The RBD kernel module (rbd: map failed: (108) Cannot send after transport endpoint shutdown) loses its network transport to the Ceph cluster when the Proxmox host disk experiences I/O errors. Worker VMs freeze and the kernel RBD state becomes irrecoverable without a node reboot.

Prevention: The Proxmox OS disk was replaced (T-FORCE 1 TB SSD) after the WD Blue SSD that caused this reached 85% wear. VolSync moverAffinity podAntiAffinity was added to spread backup jobs across nodes, reducing the chance of a concurrent RBD mount storm.


Prometheus WAL Corruption (After Node Crash)

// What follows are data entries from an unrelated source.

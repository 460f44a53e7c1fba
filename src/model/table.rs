//! Replicated table configuration.

use serde::{Deserialize, Serialize};

/// A table taking part in replication.
///
/// Static configuration: owned by [`crate::config::SyncConfig`] and never
/// mutated while the engine runs.
#[derive(Debug, Clone, PartialEq, Eq, Serialize, Deserialize)]
pub struct TableDescriptor {
    /// Table name, identical in both stores.
    pub name: String,

    /// Primary-key column used to match rows across stores.
    #[serde(default = "default_primary_key", alias = "primaryKey")]
    pub primary_key: String,
}

fn default_primary_key() -> String {
    "id".to_string()
}

impl TableDescriptor {
    /// Create a descriptor.
    pub fn new(name: impl Into<String>, primary_key: impl Into<String>) -> Self {
        Self {
            name: name.into(),
            primary_key: primary_key.into(),
        }
    }
}

/// Registry entry: the authoritative DDL for a replicated table.
///
/// Used to create the table in a store that lacks it, instead of inferring
/// a schema from a sample row.
#[derive(Debug, Clone, PartialEq, Eq, Serialize, Deserialize)]
pub struct TableSchema {
    /// Schema version, starting at 1. Recorded when the table is created.
    pub version: u32,

    /// A single `CREATE TABLE` statement for the table.
    pub ddl: String,
}

#[cfg(test)]
mod tests {
    use super::*;

    #[test]
    fn test_descriptor_primary_key_defaults_to_id() {
        let desc: TableDescriptor = serde_json::from_str(r#"{"name":"customers"}"#).unwrap();
        assert_eq!(desc, TableDescriptor::new("customers", "id"));
    }

    #[test]
    fn test_descriptor_accepts_camel_case_key() {
        let desc: TableDescriptor =
            serde_json::from_str(r#"{"name":"quotes","primaryKey":"quote_no"}"#).unwrap();
        assert_eq!(desc.primary_key, "quote_no");
    }
}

If Prometheus fails to start after a crash with segments are not sequential errors:

# Scale down Prometheus
kubectl scale -n observability statefulset prometheus-kube-prometheus-stack-prometheus --replicas=0

# Get a shell (pod must exist — scale to 1 with a sleep command if needed, or use a debug pod)
# Wipe the entire WAL directory (NOT individual segments)
kubectl -n observability exec <prometheus-pod> -- rm -rf /prometheus/prometheus-db/wal/

# Scale back up
kubectl scale -n observability statefulset prometheus-kube-prometheus-stack-prometheus --replicas=1

This loses ~2 hours of uncompacted metrics only. Compacted TSDB blocks on disk are untouched.